= Isaac Asimov's Science Adventure =

1992 educational video game

Isaac Asimov's Science Adventure is an educational interactive CD-ROM. The game was later updated as Isaac Asimov's Science Adventure II. It is part of Knowledge Adventure's Adventure series.

==Production and content==
Isaac Asimov died in April 1992, and this collaboration between his works and the developers behind the program was one of his last projects before he passed. The game's articles were based on Asimov's Chronology of Science and Discovery. The game teaches topics ranging from roller coaster acceleration to planetary orbit to pulleys.
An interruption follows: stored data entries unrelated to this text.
//! Provisioning lifecycle hook around the alias map builder
//!
//! The deployment tool sends `Create`, `Update` and `Delete` events and waits for an answer
//! on a pre-signed `ResponseURL`. Create and update rebuild the whole map; delete leaves the
//! artifact to the lifecycle of its bucket.

use crate::alias_map_builder::AliasMapBuilder;
use crate::artifact_store::ArtifactStore;
use anyhow::{Context, Result, anyhow};
use micromegas_tracing::prelude::*;
use serde::{Deserialize, Serialize};
use std::collections::BTreeMap;
use std::sync::Arc;

#[derive(Debug, Clone, Copy, PartialEq, Eq, Deserialize)]
pub enum RequestType {
    Create,
    Update,
    Delete,
    #[serde(other)]
    Unsupported,
}

#[derive(Debug, Clone, Deserialize)]
#[serde(rename_all = "PascalCase")]
pub struct ProvisioningRequest {
    pub request_type: RequestType,
    #[serde(rename = "ResponseURL")]
    pub response_url: String,
    pub stack_id: String,
    pub request_id: String,
    pub logical_resource_id: String,
    #[serde(default)]
    pub physical_resource_id: Option<String>,
}

#[derive(Debug, Clone, Copy, PartialEq, Eq, Serialize)]
#[serde(rename_all = "UPPERCASE")]
pub enum ResponseStatus {
    Success,
    Failed,
}

#[derive(Debug, Clone, PartialEq, Eq, Serialize)]
#[serde(rename_all = "PascalCase")]
pub struct ProvisioningResponse {
    pub status: ResponseStatus,
    #[serde(skip_serializing_if = "Option::is_none")]
    pub reason: Option<String>,
    pub physical_resource_id: String,
    pub stack_id: String,
    pub request_id: String,
    pub logical_resource_id: String,
    #[serde(skip_serializing_if = "BTreeMap::is_empty")]
    pub data: BTreeMap<String, String>,
}

pub struct AliasMapProvisioner {
    builder: AliasMapBuilder,
    store: Arc<ArtifactStore>,
    asset_model_id: String,
    physical_resource_id: String,
}

impl AliasMapProvisioner {
    pub fn new(
        builder: AliasMapBuilder,
        store: Arc<ArtifactStore>,
        asset_model_id: String,
        physical_resource_id: String,
    ) -> Self {
        Self {
            builder,
            store,
            asset_model_id,
            physical_resource_id,
        }
    }

    /// Runs the lifecycle action. Never fails: errors become a `FAILED` response.
    pub async fn handle(&self, request: &ProvisioningRequest) -> ProvisioningResponse {
        info!(
            "provisioning request type={:?} request_id={}",
            request.request_type, request.request_id
        );
        let outcome = match request.request_type {
            RequestType::Create | RequestType::Update => self
                .builder
                .build_and_publish(&self.asset_model_id, &self.store)
                .await
                .map(|map| {
                    info!(
                        "published alias map assets={} entries={}",
                        map.nb_assets(),
                        map.nb_entries()
                    );
                }),
            RequestType::Delete => Ok(()),
            RequestType::Unsupported => Err(anyhow!("unsupported request type")),
        };
        match outcome {
            Ok(()) => self.response(request, ResponseStatus::Success, None),
            Err(e) => {
                error!("provisioning request {} failed: {e:?}", request.request_id);
                self.response(request, ResponseStatus::Failed, Some(format!("{e:#}")))
            }
        }
    }

    fn response(
        &self,
        request: &ProvisioningRequest,
        status: ResponseStatus,
        reason: Option<String>,
    ) -> ProvisioningResponse {
        let mut data = BTreeMap::new();
        if status == ResponseStatus::Success {
            data.insert("Url".to_owned(), self.store.artifact_url());
        }
        ProvisioningResponse {
            status,
            reason,
            physical_resource_id: self.physical_resource_id.clone(),
            stack_id: request.stack_id.clone(),
            request_id: request.request_id.clone(),
            logical_resource_id: request.logical_resource_id.clone(),
            data,
        }
    }
}

/// Uploads the response to the pre-signed url of the request.
pub async fn send_response(
    client: &reqwest::Client,
    response_url: &str,
    response: &ProvisioningResponse,
) -> Result<()> {
    let body = serde_json::to_vec(response).with_context(|| "serializing provisioning response")?;
    debug!("provisioning response: {}", String::from_utf8_lossy(&body));
    client
        .put(response_url)
        // the pre-signed url is computed without a content type
        .header(reqwest::header::CONTENT_TYPE, "")
        .body(body)
        .send()
        .await
        .with_context(|| "sending provisioning response")?
        .error_for_status()
        .with_context(|| "provisioning response refused")?;
    Ok(())
}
The central hub of the program is a reference screen, which displays text panels, pictures, and timeline, and a globe. The designers described the program as an educational software toy - a sort of intellectual playground, to encourage curiosity but with no agenda. The virtual science museum has over 150 rooms, and over 1000
illustrated, interactive, and interlinked articles by Isaac Asimov.

==Critical reception==
PC Magazine included it in its list of the Top 100 CD-ROMS, commenting on its "spectacular computer graphics" and high quality articles. The magazine recommended it as a holiday gift . Compute magazine thought the title was well produced and impressive technically. New Scientist felt the title had excellent graphics and interface. The program was highly recommended by The New York Times.